Что доказывает дьявольская гримаса искусства ХХ века? Можно рискнуть и предположить, что, парадоксально, она означает победу морали над эстетикой. Разные варианты отчаяния как будто составляют обвинительный акт, чтобы наконец спровоцировать ответ Обвиняемого, Который молчит, зато Его пересмешник и соперник неустанно льет потоками умные и блестящие речи. Он убеждает художников, что соглашаться на мир – предательство и что если когда-то было время на погоню за красотой, то теперь уже поздно.
Папское послание не исключает художников-нехристиан, но особо обращается к христианам, и из того, что в нем говорится, можно сделать вывод, что только эти последние способны преодолеть экзистенциальное отчаяние родом из нашептываний Злого. Это может совершить только их вера. Вот слова послания: «…союз, извечно существующий между Евангелием и искусством, независимо от своих функциональных аспектов, связан с призывом проникнуть творческой интуицией в глубину тайны Бога Воплощенного и вместе с тем в тайну человека. Всякий человек в каком-то смысле остается неизвестен самому себе. Иисус Христос являет не только Бога, но „полностью являет человека самому человеку“. Во Христе Бог примирил мир с Собою».

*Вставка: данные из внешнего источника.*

use recipes_core::constants::{SEED_FILE_ENV, UPDATE_POLICY_ENV};
use recipes_core::{CoreConfig, RecipeStore};
use tracing_subscriber::{layer::SubscriberExt, util::SubscriberInitExt};

use api_rest::AppState;

/// Main entry point for the recipes service
///
/// Seeds the in-memory recipe store and serves the REST API with OpenAPI/Swagger
/// documentation until Ctrl+C is received.
///
/// # Environment Variables
/// - `RECIPES_REST_ADDR`: REST server address (default: "0.0.0.0:7778")
/// - `RECIPES_SEED_FILE`: JSON file holding the initial recipes (default: "recipes.json")
/// - `RECIPES_UPDATE_POLICY`: `replace` (default) or `preserve`
///
/// A `.env` file in the working directory is honoured. A missing or malformed seed file is
/// logged and the service starts with no recipes.
///
/// # Returns
/// * `Ok(())` - If the server starts and shuts down cleanly
/// * `Err(anyhow::Error)` - If configuration is invalid or the server fails
#[tokio::main]
async fn main() -> anyhow::Result<()> {
    dotenvy::dotenv().ok();

    tracing_subscriber::registry()
        .with(
            tracing_subscriber::EnvFilter::from_default_env()
                .add_directive("recipes=info".parse()?)
                .add_directive("recipes_core=info".parse()?)
                .add_directive("api_rest=info".parse()?),
        )
        .with(tracing_subscriber::fmt::layer())
        .init();

    let rest_addr = std::env::var("RECIPES_REST_ADDR").unwrap_or_else(|_| "0.0.0.0:7778".into());

    let cfg = CoreConfig::from_env_values(
        std::env::var(SEED_FILE_ENV).ok(),
        std::env::var(UPDATE_POLICY_ENV).ok(),
    )?;
    tracing::info!(
        "++ Seeding recipes from {} (update policy: {})",
        cfg.seed_file().display(),
        cfg.update_policy()
    );

    let store = RecipeStore::from_config(&cfg);

    tracing::info!("++ Starting recipes REST on {}", rest_addr);
    api_rest::serve(&rest_addr, AppState::new(store)).await
}
//! # API Shared
//!
//! Wire types shared by the recipes APIs and tooling.
//!
//! Contains:
//! - Response bodies (`ErrorRes`, `MessageRes`, `HealthRes`)
//! - Shared services like `HealthService`
//!
//! Every type derives `utoipa::ToSchema` so it can be listed in the OpenAPI document.

pub mod health;
pub mod responses;

pub use health::HealthService;
pub use responses::{ErrorRes, HealthRes, MessageRes};
//! Core runtime configuration.
//!
//! Configuration is resolved once at process startup and then passed into the store. Request
//! handling never reads process-wide environment variables.

use crate::constants::DEFAULT_SEED_FILE;
use crate::{RecipeError, RecipeResult};
use std::fmt;
use std::path::{Path, PathBuf};
use std::str::FromStr;

/// How an update treats the identity fields (`id`, `publishedAt`) of the stored record.
#[derive(Clone, Copy, Debug, Default, PartialEq, Eq)]
pub enum UpdatePolicy {
    /// The payload replaces the whole record, identity included.
    ///
    /// An omitted `id` becomes the empty string and an omitted `publishedAt` becomes
    /// `0001-01-01T00:00:00Z`.
    #[default]
    Replace,
    /// The stored `id` and `publishedAt` survive the update; the payload's are ignored.
    PreserveIdentity,
}

impl FromStr for UpdatePolicy {
    type Err = RecipeError;

    fn from_str(s: &str) -> Result<Self, Self::Err> {
        match s.trim().to_ascii_lowercase().as_str() {
            "replace" => Ok(Self::Replace),
            "preserve" | "preserve-identity" => Ok(Self::PreserveIdentity),
            other => Err(RecipeError::InvalidInput(format!(
                "unknown update policy '{other}' (expected 'replace' or 'preserve')"
            ))),
        }
    }
}

impl fmt::Display for UpdatePolicy {
    fn fmt(&self, f: &mut fmt::Formatter<'_>) -> fmt::Result {
        match self {
            Self::Replace => write!(f, "replace"),
            Self::PreserveIdentity => write!(f, "preserve"),
        }
    }
}

/// Core configuration resolved at startup.
#[derive(Clone, Debug)]
pub struct CoreConfig {
    seed_file: PathBuf,
    update_policy: UpdatePolicy,
}

impl Default for CoreConfig {
    fn default() -> Self {
        Self::new(PathBuf::from(DEFAULT_SEED_FILE), UpdatePolicy::default())
    }
}

impl CoreConfig {
    pub fn new(seed_file: PathBuf, update_policy: UpdatePolicy) -> Self {
        Self {
            seed_file,
            update_policy,
        }
    }

    /// Builds a configuration from optional raw values, typically environment variables.
    ///
    /// Missing or blank values fall back to the defaults.
    ///
    /// # Errors
    ///
    /// Returns [`RecipeError::InvalidInput`] if `update_policy` is set but not recognised.
    pub fn from_env_values(
        seed_file: Option<String>,
        update_policy: Option<String>,
    ) -> RecipeResult<Self> {
        let seed_file = non_blank(seed_file)
            .map(PathBuf::from)
            .unwrap_or_else(|| PathBuf::from(DEFAULT_SEED_FILE));
        let update_policy = non_blank(update_policy)
            .map(|v| v.parse::<UpdatePolicy>())
            .transpose()?
            .unwrap_or_default();

        Ok(Self::new(seed_file, update_policy))
    }

    pub fn seed_file(&self) -> &Path {
        &self.seed_file
    }

    pub fn update_policy(&self) -> UpdatePolicy {
        self.update_policy
    }
}

fn non_blank(value: Option<String>) -> Option<String> {
    value
        .map(|v| v.trim().to_string())
        .filter(|v| !v.is_empty())
}
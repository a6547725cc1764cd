//! Recipe records and the caller-supplied payload used to create or replace them.

use chrono::{DateTime, NaiveDate, Utc};
use serde::{Deserialize, Deserializer, Serialize};
use utoipa::ToSchema;

/// A stored recipe.
///
/// Serialized as `{id, name, tags, ingredients, instructions, publishedAt}`, with
/// `publishedAt` as an RFC 3339 timestamp.
#[derive(Clone, Debug, PartialEq, Eq, Serialize, Deserialize, ToSchema)]
#[serde(rename_all = "camelCase")]
pub struct Recipe {
    #[serde(default, deserialize_with = "null_as_default")]
    pub id: String,
    #[serde(default, deserialize_with = "null_as_default")]
    pub name: String,
    #[serde(default, deserialize_with = "null_as_default")]
    pub tags: Vec<String>,
    #[serde(default, deserialize_with = "null_as_default")]
    pub ingredients: Vec<String>,
    #[serde(default, deserialize_with = "null_as_default")]
    pub instructions: Vec<String>,
    #[serde(
        default = "unset_published_at",
        deserialize_with = "null_as_unset_published_at"
    )]
    pub published_at: DateTime<Utc>,
}

impl Recipe {
    /// True if any tag equals `tag`, ignoring case.
    ///
    /// Characters are compared one to one under simple case folding, so `"Σ"` matches both
    /// `"σ"` and `"ς"`, while `"ß"` does not match `"SS"`.
    pub fn has_tag(&self, tag: &str) -> bool {
        self.tags.iter().any(|t| eq_ignore_case(t, tag))
    }
}

/// Recipe fields as supplied by a caller on create or update.
///
/// Every field may be omitted or `null` on the wire. Missing strings and lists take their
/// empty value. `id` and `publishedAt` are ignored on create; on update their handling depends
/// on the configured [`UpdatePolicy`](crate::UpdatePolicy).
#[derive(Clone, Debug, Default, PartialEq, Eq, Serialize, Deserialize, ToSchema)]
#[serde(rename_all = "camelCase")]
pub struct RecipePayload {
    #[serde(default, skip_serializing_if = "Option::is_none")]
    pub id: Option<String>,
    #[serde(default, deserialize_with = "null_as_default")]
    pub name: String,
    #[serde(default, deserialize_with = "null_as_default")]
    pub tags: Vec<String>,
    #[serde(default, deserialize_with = "null_as_default")]
    pub ingredients: Vec<String>,
    #[serde(default, deserialize_with = "null_as_default")]
    pub instructions: Vec<String>,
    #[serde(default, skip_serializing_if = "Option::is_none")]
    pub published_at: Option<DateTime<Utc>>,
}

impl RecipePayload {
    /// Builds a stored record from this payload with the given identity.
    pub(crate) fn into_recipe(self, id: String, published_at: DateTime<Utc>) -> Recipe {
        Recipe {
            id,
            name: self.name,
            tags: self.tags,
            ingredients: self.ingredients,
            instructions: self.instructions,
            published_at,
        }
    }
}

impl From<Recipe> for RecipePayload {
    fn from(recipe: Recipe) -> Self {
        Self {
            id: Some(recipe.id),
            name: recipe.name,
            tags: recipe.tags,
            ingredients: recipe.ingredients,
            instructions: recipe.instructions,
            published_at: Some(recipe.published_at),
        }
    }
}

/// Timestamp used when a record carries no `publishedAt`: `0001-01-01T00:00:00Z`.
pub fn unset_published_at() -> DateTime<Utc> {
    NaiveDate::from_ymd_opt(1, 1, 1)
        .and_then(|d| d.and_hms_opt(0, 0, 0))
        .map(|dt| dt.and_utc())
        .unwrap_or(DateTime::<Utc>::MIN_UTC)
}

/// Deserializes `null` the same as a missing field.
fn null_as_default<'de, D, T>(deserializer: D) -> Result<T, D::Error>
where
    D: Deserializer<'de>,
    T: Default + Deserialize<'de>,
{
    Ok(Option::<T>::deserialize(deserializer)?.unwrap_or_default())
}

fn null_as_unset_published_at<'de, D>(deserializer: D) -> Result<DateTime<Utc>, D::Error>
where
    D: Deserializer<'de>,
{
    Ok(Option::<DateTime<Utc>>::deserialize(deserializer)?.unwrap_or_else(unset_published_at))
}

fn eq_ignore_case(a: &str, b: &str) -> bool {
    a.chars().map(simple_fold).eq(b.chars().map(simple_fold))
}

// Maps a char to one representative of its case orbit. Mappings that expand to several
// chars (e.g. `ß` -> `SS`) leave the char as it is.
fn simple_fold(c: char) -> char {
    let upper = single(c.to_uppercase()).unwrap_or(c);
    single(upper.to_lowercase()).unwrap_or(upper)
}

fn single(mut chars: impl Iterator<Item = char>) -> Option<char> {
    match (chars.next(), chars.next()) {
        (Some(c), None) => Some(c),
        _ => None,
    }
}

#[cfg(test)]
mod tests {
    use super::*;

    fn recipe_with_tags(tags: &[&str]) -> Recipe {
        Recipe {
            id: "r1".into(),
            name: "Test".into(),
            tags: tags.iter().map(|t| t.to_string()).collect(),
            ingredients: vec![],
            instructions: vec![],
            published_at: Utc::now(),
        }
    }

    #[test]
    fn test_has_tag_ignores_case() {
        let recipe = recipe_with_tags(&["Italian", "Quick"]);
        assert!(recipe.has_tag("italian"));
        assert!(recipe.has_tag("QUICK"));
        assert!(!recipe.has_tag("dessert"));
    }

    #[test]
    fn test_has_tag_handles_non_ascii() {
        let recipe = recipe_with_tags(&["CRÈME"]);
        assert!(recipe.has_tag("crème"));
    }

    #[test]
    fn test_has_tag_uses_simple_case_folding() {
        let recipe = recipe_with_tags(&["Σ", "straße", "\u{212A}elvin"]);
        assert!(recipe.has_tag("ς"));
        assert!(recipe.has_tag("σ"));
        assert!(!recipe.has_tag("STRASSE"));
        assert!(recipe.has_tag("STRAßE"));
        assert!(recipe.has_tag("kelvin"));
    }

    #[test]
    fn test_has_tag_does_not_match_prefix() {
        let recipe = recipe_with_tags(&["italian"]);
        assert!(!recipe.has_tag("ital"));
        assert!(!recipe.has_tag(""));
    }

    #[test]
    fn test_recipe_serializes_published_at_in_camel_case() {
        let recipe = recipe_with_tags(&["quick"]);
        let json = serde_json::to_value(&recipe).expect("should serialize");

        assert!(json.get("publishedAt").is_some());
        assert!(json.get("published_at").is_none());
        assert_eq!(json["tags"], serde_json::json!(["quick"]));
    }

    #[test]
    fn test_recipe_accepts_offset_timestamps() {
        let json = r#"{
            "id": "c0ffee",
            "name": "Pizza",
            "tags": ["italian"],
            "ingredients": ["flour"],
            "instructions": ["bake"],
            "publishedAt": "2021-01-17T19:28:52.803062+01:00"
        }"#;
        let recipe: Recipe = serde_json::from_str(json).expect("should deserialize");

        assert_eq!(recipe.id, "c0ffee");
        assert_eq!(
            recipe.published_at.to_rfc3339(),
            "2021-01-17T18:28:52.803062+00:00"
        );
    }

    #[test]
    fn test_payload_defaults_missing_fields() {
        let payload: RecipePayload =
            serde_json::from_str(r#"{"name": "Soup"}"#).expect("should deserialize");

        assert_eq!(payload.name, "Soup");
        assert!(payload.id.is_none());
        assert!(payload.tags.is_empty());
        assert!(payload.published_at.is_none());
    }

    #[test]
    fn test_payload_treats_null_as_empty() {
        let payload: RecipePayload = serde_json::from_str(
            r#"{"id": null, "name": null, "tags": null, "ingredients": null, "instructions": null, "publishedAt": null}"#,
        )
        .expect("should deserialize");

        assert_eq!(payload, RecipePayload::default());
    }

    #[test]
    fn test_recipe_treats_null_as_empty() {
        let recipe: Recipe = serde_json::from_str(
            r#"{"id": "c0ffee", "name": "Soup", "tags": null, "ingredients": null, "instructions": ["boil"], "publishedAt": null}"#,
        )
        .expect("should deserialize");

        assert_eq!(recipe.id, "c0ffee");
        assert!(recipe.tags.is_empty());
        assert!(recipe.ingredients.is_empty());
        assert_eq!(recipe.instructions, vec!["boil".to_string()]);
        assert_eq!(recipe.published_at, unset_published_at());
    }

    #[test]
    fn test_payload_rejects_wrong_types() {
        let result = serde_json::from_str::<RecipePayload>(r#"{"tags": "not-a-list"}"#);
        assert!(result.is_err());
    }

    #[test]
    fn test_unset_published_at_is_year_one() {
        assert_eq!(unset_published_at().to_rfc3339(), "0001-01-01T00:00:00+00:00");
    }
}
//! In-memory recipe store.
//!
//! The store owns an ordered collection of [`Recipe`] records behind a single lock. Cloning a
//! [`RecipeStore`] clones the handle, not the data, so every request handler sees the same
//! collection. Each operation takes the lock exactly once and therefore runs atomically with
//! respect to every other operation.
//!
//! ## Duplicate identifiers
//!
//! Generated ids never collide, but seed data and replace-mode updates can introduce
//! duplicates. Lookups by id scan from the end of the collection, so the *last* record with a
//! matching id is the one updated or deleted.
//!
//! ## Pure data operations
//!
//! Nothing here knows about HTTP. Status codes and response bodies belong in `api-rest`.

use crate::config::{CoreConfig, UpdatePolicy};
use crate::id::RecipeId;
use crate::model::{unset_published_at, Recipe, RecipePayload};
use crate::seed::load_seed_or_empty;
use crate::RecipeNotFound;
use chrono::Utc;
use std::path::Path;
use std::sync::{Arc, RwLock, RwLockReadGuard, RwLockWriteGuard};

/// Shared handle to the recipe collection.
#[derive(Clone, Debug, Default)]
pub struct RecipeStore {
    recipes: Arc<RwLock<Vec<Recipe>>>,
    update_policy: UpdatePolicy,
}

impl RecipeStore {
    /// Creates an empty store.
    pub fn new(update_policy: UpdatePolicy) -> Self {
        Self::with_recipes(Vec::new(), update_policy)
    }

    /// Creates a store holding `recipes`, in the given order.
    pub fn with_recipes(recipes: Vec<Recipe>, update_policy: UpdatePolicy) -> Self {
        Self {
            recipes: Arc::new(RwLock::new(recipes)),
            update_policy,
        }
    }

    /// Creates a store seeded from the JSON file at `path`.
    ///
    /// Never fails: a missing or malformed seed file yields an empty store; see
    /// [`load_seed_or_empty`].
    pub fn from_seed_file(path: &Path, update_policy: UpdatePolicy) -> Self {
        Self::with_recipes(load_seed_or_empty(path), update_policy)
    }

    /// Creates a store seeded from the configured seed file.
    pub fn from_config(cfg: &CoreConfig) -> Self {
        Self::from_seed_file(cfg.seed_file(), cfg.update_policy())
    }

    pub fn update_policy(&self) -> UpdatePolicy {
        self.update_policy
    }

    /// Stores a new recipe built from `payload` and returns it.
    ///
    /// The store assigns a fresh id and stamps `publishedAt` with the current time; any `id`
    /// or `publishedAt` in the payload is ignored. Field contents are not validated.
    pub fn create(&self, payload: RecipePayload) -> Recipe {
        let recipe = payload.into_recipe(RecipeId::new().into(), Utc::now());
        self.write().push(recipe.clone());
        tracing::debug!("created recipe {}", recipe.id);
        recipe
    }

    /// Returns every recipe in collection order.
    pub fn list(&self) -> Vec<Recipe> {
        self.read().clone()
    }

    /// Replaces the recipe whose id is `id` and returns the stored result.
    ///
    /// Under [`UpdatePolicy::Replace`] the payload overwrites the record wholesale, including
    /// `id` and `publishedAt`. Under [`UpdatePolicy::PreserveIdentity`] those two fields keep
    /// their stored values.
    ///
    /// # Errors
    ///
    /// Returns [`RecipeNotFound`] if no recipe has the id. The collection is unchanged.
    pub fn update(&self, id: &str, payload: RecipePayload) -> Result<Recipe, RecipeNotFound> {
        let mut recipes = self.write();
        let index = position_of(&recipes, id)?;

        let updated = match self.update_policy {
            UpdatePolicy::Replace => {
                let new_id = payload.id.clone().unwrap_or_default();
                let published_at = payload.published_at.unwrap_or_else(unset_published_at);
                payload.into_recipe(new_id, published_at)
            }
            UpdatePolicy::PreserveIdentity => {
                let current = &recipes[index];
                let (kept_id, kept_published_at) = (current.id.clone(), current.published_at);
                payload.into_recipe(kept_id, kept_published_at)
            }
        };

        recipes[index] = updated.clone();
        tracing::debug!("updated recipe {} (now {})", id, updated.id);
        Ok(updated)
    }

    /// Removes the recipe whose id is `id`, keeping the order of the rest.
    ///
    /// # Errors
    ///
    /// Returns [`RecipeNotFound`] if no recipe has the id. The collection is unchanged.
    pub fn delete(&self, id: &str) -> Result<(), RecipeNotFound> {
        let mut recipes = self.write();
        let index = position_of(&recipes, id)?;
        recipes.remove(index);
        tracing::debug!("deleted recipe {}", id);
        Ok(())
    }

    /// Returns, in collection order, every recipe with a tag equal to `tag` ignoring case.
    ///
    /// An empty `tag` is not special: it matches only recipes carrying an empty tag.
    pub fn search_by_tag(&self, tag: &str) -> Vec<Recipe> {
        self.read()
            .iter()
            .filter(|r| r.has_tag(tag))
            .cloned()
            .collect()
    }

    pub fn len(&self) -> usize {
        self.read().len()
    }

    pub fn is_empty(&self) -> bool {
        self.read().is_empty()
    }

    // Writers never panic mid-mutation, so a poisoned lock still guards a consistent Vec.
    fn read(&self) -> RwLockReadGuard<'_, Vec<Recipe>> {
        self.recipes.read().unwrap_or_else(|e| e.into_inner())
    }

    fn write(&self) -> RwLockWriteGuard<'_, Vec<Recipe>> {
        self.recipes.write().unwrap_or_else(|e| e.into_inner())
    }
}

fn position_of(recipes: &[Recipe], id: &str) -> Result<usize, RecipeNotFound> {
    recipes.iter().rposition(|r| r.id == id).ok_or_else(|| {
        tracing::warn!("recipe not found: {}", id);
        RecipeNotFound { id: id.to_string() }
    })
}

Но мы, художники, испрашивая дар веры, всё-таки чувствуем эту гримасу, эту маску, которая приросла у нас к лицу. Как от нее избавиться? Размышления о тайне человека приводят нас к выводу, от которыми мы защищаемся всеми силами: о том, что князь мира сего побеждает, ибо находит союзника в «я» каждого из нас. Разве Мартин Лютер не объявил дьявола владыкой всех наших поступков и порывов, спасение видя в одной только благодати? И разве успехи наук, занимающихся человеком, не подтвердили эту уверенность в наличии темного пространства внутри каждого из нас? Таким образом натренированные, мы похожи на того художника, который решил изобразить сияющий, великолепный облик и с каждым взмахом кисти видит, как тот постепенно превращается в неумышленную карикатуру, в сатиру на бытие.